The Purdue researchers are the first to create finFETs using a technology called atomic layer deposition. Because atomic layer deposition is commonly used in industry, the new finFET technique may represent a practical solution to the coming limits of conventional silicon transistors.
In addition to making smaller transistors possible, finFETs also might conduct electrons at least five times faster than conventional silicon transistors, called MOSFETs, or metal-oxide-semiconductor field-effect transistors.
“The potential increase in speed is very important,” Ye said. “The finFETs could enable industry to not only create smaller devices, but also much faster computer processors.”
Paper:
First Experimental Demonstration of 100 nm Inversion-mode InGaAs FinFET through Damage-free Sidewall Etching
The first well-behaved inversion-mode InGaAs FinFET with gate length down to 100 nm with ALD Al2O3 as gate dielectric has been demonstrated.
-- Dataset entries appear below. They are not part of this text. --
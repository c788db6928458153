use std::fmt;
use std::sync::{Arc, Mutex, OnceLock, PoisonError, Weak};
use std::time::Duration;

use tokio::sync::Notify;
use tokio::time::Instant;

#[derive(Debug, Clone, PartialEq, Eq)]
/// Why a [`CancelScope`] stopped.
pub enum CancelCause {
    /// [`CancelScope::cancel`] was called.
    Cancelled,
    /// The scope's deadline passed.
    DeadlineExceeded,
    /// Cancelled with a caller-supplied reason.
    Reason(String),
}

impl fmt::Display for CancelCause {
    fn fmt(&self, f: &mut fmt::Formatter<'_>) -> fmt::Result {
        match self {
            Self::Cancelled => f.write_str("operation cancelled"),
            Self::DeadlineExceeded => f.write_str("deadline exceeded"),
            Self::Reason(reason) => write!(f, "operation cancelled: {reason}"),
        }
    }
}

#[derive(Debug)]
struct Inner {
    cause: OnceLock<CancelCause>,
    notify: Notify,
    deadline: Option<Instant>,
    children: Mutex<Vec<Weak<Inner>>>,
}

impl Inner {
    fn new(deadline: Option<Instant>) -> Self {
        Self {
            cause: OnceLock::new(),
            notify: Notify::new(),
            deadline,
            children: Mutex::new(Vec::new()),
        }
    }

    fn cancel(&self, cause: CancelCause) {
        if self.cause.set(cause.clone()).is_err() {
            return;
        }
        self.notify.notify_waiters();

        let children = std::mem::take(
            &mut *self
                .children
                .lock()
                .unwrap_or_else(PoisonError::into_inner),
        );
        for child in children.iter().filter_map(Weak::upgrade) {
            child.cancel(cause.clone());
        }
    }

    fn cause(&self) -> Option<CancelCause> {
        if let Some(cause) = self.cause.get() {
            return Some(cause.clone());
        }
        match self.deadline {
            Some(deadline) if Instant::now() >= deadline => {
                self.cancel(CancelCause::DeadlineExceeded);
                self.cause.get().cloned()
            }
            _ => None,
        }
    }
}

#[derive(Debug, Clone)]
/// Ambient cancellation scope passed to every engine call.
///
/// Clones share state: cancelling one clone cancels all of them. A [`child`]
/// scope is cancelled together with its parent but can also be cancelled on
/// its own. Timeouts are expressed as deadlines on the scope; the engine never
/// imposes one by itself.
///
/// [`child`]: CancelScope::child
pub struct CancelScope {
    inner: Arc<Inner>,
}

impl Default for CancelScope {
    fn default() -> Self {
        Self::new()
    }
}

impl CancelScope {
    /// A scope with no deadline that is only cancelled explicitly.
    pub fn new() -> Self {
        Self {
            inner: Arc::new(Inner::new(None)),
        }
    }

    /// Must be called within a tokio runtime.
    pub fn with_timeout(timeout: Duration) -> Self {
        Self::with_deadline(Instant::now() + timeout)
    }

    pub fn with_deadline(deadline: Instant) -> Self {
        Self {
            inner: Arc::new(Inner::new(Some(deadline))),
        }
    }

    /// A scope cancelled whenever `self` is. It keeps the earlier of the two deadlines.
    pub fn child(&self) -> Self {
        self.child_with_deadline(None)
    }

    /// Like [`CancelScope::child`], with its own timeout.
    pub fn child_with_timeout(&self, timeout: Duration) -> Self {
        self.child_with_deadline(Some(Instant::now() + timeout))
    }

    fn child_with_deadline(&self, deadline: Option<Instant>) -> Self {
        let deadline = match (self.inner.deadline, deadline) {
            (Some(parent), Some(own)) => Some(parent.min(own)),
            (parent, own) => parent.or(own),
        };
        let child = Arc::new(Inner::new(deadline));

        {
            let mut children = self
                .inner
                .children
                .lock()
                .unwrap_or_else(PoisonError::into_inner);
            children.retain(|weak| weak.strong_count() > 0);
            children.push(Arc::downgrade(&child));
        }

        if let Some(cause) = self.inner.cause() {
            child.cancel(cause);
        }
        Self { inner: child }
    }

    pub fn cancel(&self) {
        self.inner.cancel(CancelCause::Cancelled);
    }

    /// Cancel with a specific cause. Only the first cause sticks.
    pub fn cancel_with(&self, cause: CancelCause) {
        self.inner.cancel(cause);
    }

    pub fn is_cancelled(&self) -> bool {
        self.inner.cause().is_some()
    }

    /// `None` while the scope is live.
    pub fn cause(&self) -> Option<CancelCause> {
        self.inner.cause()
    }

    pub fn deadline(&self) -> Option<Instant> {
        self.inner.deadline
    }

    /// Resolve once the scope is cancelled or its deadline passes.
    pub async fn cancelled(&self) -> CancelCause {
        loop {
            let notified = self.inner.notify.notified();
            tokio::pin!(notified);
            notified.as_mut().enable();

            if let Some(cause) = self.inner.cause() {
                return cause;
            }

            match self.inner.deadline {
                Some(deadline) => {
                    tokio::select! {
                        _ = &mut notified => {}
                        _ = tokio::time::sleep_until(deadline) => {}
                    }
                }
                None => notified.await,
            }
        }
    }
}

#[cfg(test)]
mod tests {
    use super::*;

    #[test]
    fn new_scope_is_live() {
        let scope = CancelScope::new();
        assert!(!scope.is_cancelled());
        assert_eq!(scope.cause(), None);
    }

    #[test]
    fn first_cause_wins() {
        let scope = CancelScope::new();
        scope.cancel_with(CancelCause::Reason("shutdown".to_owned()));
        scope.cancel();
        assert_eq!(
            scope.cause(),
            Some(CancelCause::Reason("shutdown".to_owned()))
        );
        assert_eq!(
            scope.cause().unwrap().to_string(),
            "operation cancelled: shutdown"
        );
    }

    #[test]
    fn clones_share_state() {
        let scope = CancelScope::new();
        let clone = scope.clone();
        clone.cancel();
        assert!(scope.is_cancelled());
    }

    #[test]
    fn children_follow_parent_but_not_the_reverse() {
        let parent = CancelScope::new();
        let child = parent.child();
        let grandchild = child.child();

        child.cancel();
        assert!(!parent.is_cancelled());
        assert!(grandchild.is_cancelled());

        let other = parent.child();
        parent.cancel();
        assert_eq!(other.cause(), Some(CancelCause::Cancelled));
    }

    #[test]
    fn child_of_cancelled_parent_starts_cancelled() {
        let parent = CancelScope::new();
        parent.cancel_with(CancelCause::Reason("done".to_owned()));
        assert_eq!(
            parent.child().cause(),
            Some(CancelCause::Reason("done".to_owned()))
        );
    }

    #[tokio::test]
    async fn deadline_in_the_past_is_exceeded() {
        let scope = CancelScope::with_deadline(Instant::now());
        assert_eq!(scope.cause(), Some(CancelCause::DeadlineExceeded));
        assert_eq!(scope.cancelled().await, CancelCause::DeadlineExceeded);
    }

    #[tokio::test]
    async fn child_keeps_the_earlier_deadline() {
        let parent = CancelScope::with_timeout(Duration::from_secs(1));
        let child = parent.child_with_timeout(Duration::from_secs(60));
        assert_eq!(child.deadline(), parent.deadline());

        let child = parent.child_with_timeout(Duration::from_millis(1));
        assert!(child.deadline() < parent.deadline());
    }

    #[tokio::test]
    async fn cancelled_wakes_on_cancel() {
        let scope = CancelScope::new();
        let waiter = scope.clone();
        let handle = tokio::spawn(async move { waiter.cancelled().await });

        tokio::task::yield_now().await;
        scope.cancel();

        let cause = tokio::time::timeout(Duration::from_secs(5), handle)
            .await
            .unwrap()
            .unwrap();
        assert_eq!(cause, CancelCause::Cancelled);
    }

    #[tokio::test]
    async fn cancelled_wakes_on_deadline() {
        let scope = CancelScope::with_timeout(Duration::from_millis(20));
        let cause = tokio::time::timeout(Duration::from_secs(5), scope.cancelled())
            .await
            .unwrap();
        assert_eq!(cause, CancelCause::DeadlineExceeded);
    }
}
use chrono::{DateTime, SecondsFormat, Utc};

#[derive(Debug, Clone, PartialEq, Eq)]
/// One `name=value` entry of a query string. The value is already rendered.
pub struct QueryParam {
    pub name: String,
    pub value: String,
}

impl QueryParam {
    pub fn new(name: impl Into<String>, value: impl Into<String>) -> Self {
        Self {
            name: name.into(),
            value: value.into(),
        }
    }
}

/// Render `params` as an `application/x-www-form-urlencoded` query string.
///
/// Keys come out in ascending order; entries sharing a key keep their relative
/// order. Entries with an empty value are dropped.
pub fn encode(params: &[QueryParam]) -> String {
    let mut sorted: Vec<&QueryParam> = params.iter().filter(|p| !p.value.is_empty()).collect();
    sorted.sort_by(|a, b| a.name.cmp(&b.name));

    let mut serializer = url::form_urlencoded::Serializer::new(String::new());
    for param in sorted {
        serializer.append_pair(&param.name, &param.value);
    }
    serializer.finish()
}

/// Typed parameter structs that can render themselves as query entries.
pub trait ToQueryParams {
    fn to_query_params(&self) -> Vec<QueryParam>;
}

impl ToQueryParams for [QueryParam] {
    fn to_query_params(&self) -> Vec<QueryParam> {
        self.to_vec()
    }
}

#[derive(Debug, Clone, Default, PartialEq, Eq)]
/// Collects query entries from optional, mixed-type fields.
///
/// Zero numbers, `false` and `None` are skipped here so the encoder only ever
/// sees values the caller actually set.
pub struct QueryParams {
    params: Vec<QueryParam>,
}

impl QueryParams {
    pub fn new() -> Self {
        Self::default()
    }

    pub fn push(mut self, name: &str, value: impl Into<String>) -> Self {
        self.params.push(QueryParam::new(name, value));
        self
    }

    pub fn push_opt<V: AsRef<str>>(self, name: &str, value: Option<V>) -> Self {
        match value {
            Some(value) => self.push(name, value.as_ref()),
            None => self,
        }
    }

    /// Skipped when `value` is zero.
    pub fn push_int(self, name: &str, value: i64) -> Self {
        if value == 0 {
            self
        } else {
            self.push(name, value.to_string())
        }
    }

    /// Skipped when `value` is `false`.
    pub fn push_bool(self, name: &str, value: bool) -> Self {
        if value { self.push(name, "true") } else { self }
    }

    /// RFC 3339 with millisecond precision and a `Z` suffix.
    pub fn push_time(self, name: &str, value: Option<DateTime<Utc>>) -> Self {
        match value {
            Some(time) => self.push(name, time.to_rfc3339_opts(SecondsFormat::Millis, true)),
            None => self,
        }
    }

    /// One entry per value, all under `name`, in iteration order.
    pub fn push_all<I, V>(mut self, name: &str, values: I) -> Self
    where
        I: IntoIterator<Item = V>,
        V: Into<String>,
    {
        self.params
            .extend(values.into_iter().map(|value| QueryParam::new(name, value)));
        self
    }

    pub fn as_slice(&self) -> &[QueryParam] {
        &self.params
    }

    pub fn into_vec(self) -> Vec<QueryParam> {
        self.params
    }

    pub fn encode(&self) -> String {
        encode(&self.params)
    }
}

impl From<QueryParams> for Vec<QueryParam> {
    fn from(value: QueryParams) -> Self {
        value.params
    }
}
Using a damage-free sidewall etching method, FinFETs with Lch down to 100 nm and WFin down to 40 nm are fabricated and characterized. In contrast to the severe short-channel effect (SCE) of the planar InGaAs MOSFETs at similar gate lengths, finFETs have much better electro-static control and show improved S.S., DIBL and VT roll-off and less degradation at elevated temperatures. The SCE of III-V MOSFETs is greatly improved by the 3D structure design. The more accurate Dit estimation from the S.S. is also presented.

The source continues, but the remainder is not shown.